Alternatively, changes in climate or local topography might trigger a process of paludification, whereby a soil starts to receive more moisture than it sheds. Over time, telmatic and then terrestrial, or simply terrestrial peat may form as the vegetation changes in response to the shift in moisture regime (see Figure 3.2). This seems to have been the process by which much of the upland peat in great Britain was formed, due to climate changes in the Flandrian (Simmons 1996), and also partly due to human influences in the uplands in the Mesolithic and Neolithic, clearing trees and thus changing the hydrological conditions of the soils. The resulting mire types will largely depend on the climate and elevation the process occurs at. The inception stages and the deposits left behind will also be a function of this; in a forest you might get a horizon of preserved trees or tree stumps, in quite a woody peat layer, before the succession gives way to telmatic peats formed in the swamp and then terrestrial peats

as a raised bog forms. Over thin upland soils, with no forest present at the time of peat inception, there may be a pretty straightforward change to terrestrial peat in the form of a blanket mire, but with associated gleying of the underlying mineral soil due to the increased water throughputs that start the peat growing process.

Accumulation rates vary considerably. They can be as high as 5cm/ year in eutrophic lakes, but more typically 20-100cm per 1000 years (though values between 4 and 500 cm per 1000 years have been recorded (Koster & Favier 2005, 168). The

accumulation rate generally decreases with age, and also depends on mire types, for example in fens, primary productivity is higher, but so are decay rates. Accumulation is not just about the height of the bog; as material is added to the top of the system in the acrotelm, the catotelm is compressed (Clymo 1983).
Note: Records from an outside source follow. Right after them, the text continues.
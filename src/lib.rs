//! HandPay ledger core.
//!
//! Users register, link a biometric hand token and spend a wallet balance.
//! Every payment debits the wallet and appends a hash-chained ledger entry in
//! one atomic store scope.
//!
//! - [`domain`] - entities, chain hashing, the [`domain::ports::LedgerStore`] port
//! - [`application`] - the [`application::PaymentEngine`]
//! - [`infrastructure`] - in-memory and RocksDB stores
//! - [`interfaces`] - HTTP API and CSV ledger export

pub mod application;
pub mod domain;
pub mod error;
pub mod infrastructure;
pub mod interfaces;
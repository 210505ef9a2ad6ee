use super::transaction::{NewTransaction, Transaction};
use super::user::{NewUser, User, UserId};
use super::wallet::Wallet;
use crate::error::Result;
use async_trait::async_trait;
use rust_decimal::Decimal;
use std::sync::Arc;

/// Durable storage for users, wallets and the ledger chain.
///
/// All reads and writes go through a [`LedgerTxn`] obtained from [`begin`].
/// Scopes are serialized: at most one is open at a time.
///
/// [`begin`]: LedgerStore::begin
#[async_trait]
pub trait LedgerStore: Send + Sync {
    /// Opens an atomic unit of work, waiting for any open scope to finish.
    async fn begin(&self) -> Result<Box<dyn LedgerTxn>>;

    /// Flushes pending state. Called once at process shutdown.
    async fn close(&self) -> Result<()>;
}

/// A scoped atomic unit of work.
///
/// Mutations are visible to other scopes only after [`commit`]. A scope that
/// is rolled back or dropped without commit discards everything it staged.
///
/// [`commit`]: LedgerTxn::commit
#[async_trait]
pub trait LedgerTxn: Send {
    async fn create_user(&mut self, profile: NewUser) -> Result<User>;
    async fn find_user(&mut self, user_id: UserId) -> Result<User>;
    async fn find_user_by_credentials(&mut self, email: &str, secret: &str) -> Result<User>;
    async fn update_user(&mut self, user: &User) -> Result<()>;

    async fn create_wallet(
        &mut self,
        user_id: UserId,
        currency: &str,
        opening_balance: Decimal,
    ) -> Result<Wallet>;
    async fn find_wallet_by_user(&mut self, user_id: UserId) -> Result<Wallet>;
    async fn update_wallet(&mut self, wallet: &Wallet) -> Result<()>;

    /// The most recently created entry across the whole ledger.
    async fn last_transaction(&mut self) -> Result<Option<Transaction>>;
    async fn append_transaction(&mut self, tx: NewTransaction) -> Result<Transaction>;
    /// Every entry in creation order.
    async fn transactions(&mut self) -> Result<Vec<Transaction>>;

    async fn commit(self: Box<Self>) -> Result<()>;
    async fn rollback(self: Box<Self>) -> Result<()>;
}

pub type LedgerStoreRef = Arc<dyn LedgerStore>;
pub type LedgerTxnBox = Box<dyn LedgerTxn>;
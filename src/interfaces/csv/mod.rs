pub mod ledger_writer;
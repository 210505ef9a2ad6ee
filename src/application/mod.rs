//! Application layer containing the core business logic orchestration.
//!
//! This module defines the `PaymentEngine`, the single entry point for
//! registration, hand enrolment, payments and ledger audits. It owns an
//! injected ledger store and clock, and runs every mutation inside one
//! atomic store scope.

pub mod config;
pub mod engine;

pub use config::EngineConfig;
pub use engine::PaymentEngine;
This causes serious

complications of interpretation for ecologists and archaeologists, because even if the accumulation rate is known or can be estimated, compression rates vary, so there is no simple correlation between depth and the passage of time since deposition. This can also compress and distort archaeological deposits, concatenating sequences and physically altering artefacts and structures.

3.3.2 Peat formation timescales

In the study region, all peat deposits have formed since the end of the last Devensian Ice Age and so belong in the Holocene. The Holocene has four climatic subdivisions (pollen zones V –IX) (Darvill 2002, QR4) which are more relevant to the formation of ombrotrophic peats (often started by climate shifts) than minerotrophic ones (that generally occur in association with rivers and coastal systems).
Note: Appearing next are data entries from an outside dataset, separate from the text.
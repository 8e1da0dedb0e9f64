use std::fmt;
use std::path::{Path, PathBuf};

use thiserror::Error;
use url::Url;

/// Number of path segments a media URL needs: board, `src`, thread, file.
const MIN_SEGMENTS: usize = 4;

#[derive(Debug, Clone, PartialEq, Eq, Error)]
pub enum TargetPathError {
    #[error("not an absolute url: {0}")]
    Unparsable(String),
    #[error("url has {found} path segments, at least 4 are required: {url}")]
    TooFewSegments { url: String, found: usize },
    #[error("url contains an unusable path segment {segment:?}: {url}")]
    UnusableSegment { url: String, segment: String },
}

/// Where a media file lands relative to the output root.
#[derive(Debug, Clone, PartialEq, Eq, Hash, PartialOrd, Ord)]
pub struct TargetPath {
    pub dir_name: String,
    pub file_name: String,
}

impl TargetPath {
    /// Derives the path from the URL path segments: the directory joins the
    /// second-from-last and fourth-from-last segments with `_`, the file name
    /// is the last segment. `/b/src/123/456.jpg` maps to `123_b/456.jpg`.
    pub fn derive(url: &str) -> Result<Self, TargetPathError> {
        let parsed = Url::parse(url).map_err(|_| TargetPathError::Unparsable(url.to_string()))?;
        let segments: Vec<&str> = parsed
            .path_segments()
            .map(|segments| segments.collect())
            .unwrap_or_default();

        if segments.len() < MIN_SEGMENTS {
            return Err(TargetPathError::TooFewSegments {
                url: url.to_string(),
                found: segments.len(),
            });
        }

        let last = segments.len() - 1;
        let file_name = segments[last];
        let thread = segments[last - 1];
        let board = segments[last - 3];

        for segment in [file_name, thread, board] {
            if segment.is_empty() || segment == "." || segment == ".." {
                return Err(TargetPathError::UnusableSegment {
                    url: url.to_string(),
                    segment: segment.to_string(),
                });
            }
        }

        Ok(Self {
            dir_name: format!("{thread}_{board}"),
            file_name: file_name.to_string(),
        })
    }

    pub fn dir_under(&self, root: &Path) -> PathBuf {
        root.join(&self.dir_name)
    }

    pub fn file_under(&self, root: &Path) -> PathBuf {
        self.dir_under(root).join(&self.file_name)
    }
}

impl fmt::Display for TargetPath {
    fn fmt(&self, f: &mut fmt::Formatter<'_>) -> fmt::Result {
        write!(f, "{}/{}", self.dir_name, self.file_name)
    }
}

/// An absolute, directly fetchable media location with a derivable target.
///
/// The target is derived once at construction, so a queued `MediaUrl` can
/// always be mapped to disk.
#[derive(Debug, Clone, PartialEq, Eq, Hash, PartialOrd, Ord)]
pub struct MediaUrl {
    url: String,
    target: TargetPath,
}

impl MediaUrl {
    pub fn parse(url: impl Into<String>) -> Result<Self, TargetPathError> {
        let url = url.into();
        let target = TargetPath::derive(&url)?;
        Ok(Self { url, target })
    }

    /// Joins a site-relative path such as `/b/src/1/2.png` onto `origin`.
    pub fn from_relative(origin: &str, path: &str) -> Result<Self, TargetPathError> {
        let origin = origin.trim_end_matches('/');
        let path = path.trim_start_matches('/');
        Self::parse(format!("{origin}/{path}"))
    }

    pub fn as_str(&self) -> &str {
        &self.url
    }

    pub fn target_path(&self) -> &TargetPath {
        &self.target
    }
}

impl fmt::Display for MediaUrl {
    fn fmt(&self, f: &mut fmt::Formatter<'_>) -> fmt::Result {
        f.write_str(&self.url)
    }
}

impl AsRef<str> for MediaUrl {
    fn as_ref(&self) -> &str {
        &self.url
    }
}
use std::path::PathBuf;
use std::time::Duration;

use clap::{Parser, ValueEnum};
use threadgrab_core::{
    ExtractPattern, HarvestSettings, DEFAULT_SEED_FILE, DEFAULT_SITE_ORIGIN,
    DEFAULT_STICKER_PREFIX,
};

#[derive(Debug, Clone, Copy, PartialEq, Eq, ValueEnum)]
pub enum PatternArg {
    /// `href="/<board>/src/<thread>/<file>"` anchors.
    SourceHref,
    /// `<img data-src="...">` tags.
    ImageDataSrc,
}

/// Download every media file linked from a list of imageboard threads.
#[derive(Debug, Parser)]
#[command(name = "threadgrab", version, about)]
pub struct Cli {
    /// File with one thread URL per line.
    #[arg(long, default_value = DEFAULT_SEED_FILE)]
    pub config: PathBuf,

    /// Directory the `<thread>_<board>` folders are created in.
    #[arg(long, default_value = ".")]
    pub output: PathBuf,

    /// Concurrent download workers.
    #[arg(long, default_value_t = 5, value_parser = clap::value_parser!(u16).range(1..))]
    pub workers: u16,

    /// Extra attempts for a failed download.
    #[arg(long, default_value_t = 5)]
    pub retries: u32,

    /// Delay before the first retry, doubled for each further one.
    #[arg(long, default_value_t = 500)]
    pub retry_delay_ms: u64,

    /// Time limit in seconds for a whole request, body included.
    ///
    /// Applies to thread pages and media alike; raise it for large videos on
    /// a slow link, since every retry starts the clock over.
    #[arg(long, default_value_t = 30)]
    pub timeout_secs: u64,

    /// Origin prefixed to the relative media paths found on a page.
    #[arg(long, default_value = DEFAULT_SITE_ORIGIN)]
    pub origin: String,

    #[arg(long, value_enum, default_value_t = PatternArg::SourceHref)]
    pub pattern: PatternArg,

    /// Image paths under this prefix are ignored by `image-data-src`.
    #[arg(long, default_value = DEFAULT_STICKER_PREFIX)]
    pub sticker_prefix: String,

    /// Exit without waiting for Enter.
    #[arg(long)]
    pub no_pause: bool,

    /// Also write the log to this file.
    #[arg(long)]
    pub log_file: Option<PathBuf>,

    #[arg(short, long)]
    pub verbose: bool,
}

impl Cli {
    pub fn settings(&self) -> HarvestSettings {
        let defaults = HarvestSettings::default();
        let retry_base_delay = Duration::from_millis(self.retry_delay_ms);
        HarvestSettings {
            workers: usize::from(self.workers),
            retry_budget: self.retries,
            retry_base_delay,
            retry_max_delay: defaults.retry_max_delay.max(retry_base_delay),
            request_timeout: Duration::from_secs(self.timeout_secs),
            site_origin: self.origin.clone(),
            pattern: match self.pattern {
                PatternArg::SourceHref => ExtractPattern::SourceHref,
                PatternArg::ImageDataSrc => ExtractPattern::ImageDataSrc {
                    excluded_prefix: self.sticker_prefix.clone(),
                },
            },
            output_root: self.output.clone(),
            ..defaults
        }
    }
}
In the lowlands, peat formation commenced with the start of the Flandrian, largely by processes of terrestrialization in depressions in glacial till and in the newly forming valley systems of rivers. Changes in sea level and rainfall levels contributed, especially in coastal regions where hydrological systems were affected (i.e. slowed down or damned up) by eustatic and climatic sea level shifts. Extensive peat ecosystems formed in Northwest Europe (Koster & Favier 2005) by the time of the Neolithic, and continued to grow and evolve until heavy exploitation and drainage commenced during the Middle Ages.

In the uplands the system is more complex. Blanket bogs are rare in continental Europe but much more common in the UK and Ireland as they require a cool, humid oceanic climate. Upland raised bogs and blanket bogs cover a lot of the uplands of the UK, but this is not the ‘natural’ state of these uplands; in the early Flandrian, they were largely forested, to elevations that allowed tree growth. However, through a mixture of human activity (undisputed for the Neolithic, and tentatively identified in the Mesolithic in some areas (Simmons 1996; 2003) and shifts in climate during the second millennium BC towards wetter, cooler conditions and following the complex process shown in Figure 3.2, many of these areas became upland moors; extensive peatland environments. This process was ongoing throughout prehistory, and from the Iron Age onwards in the UK, seems to have kept human settlement activity away from these zones, at least until the Middle Ages (Van de Noort et al. 2002a).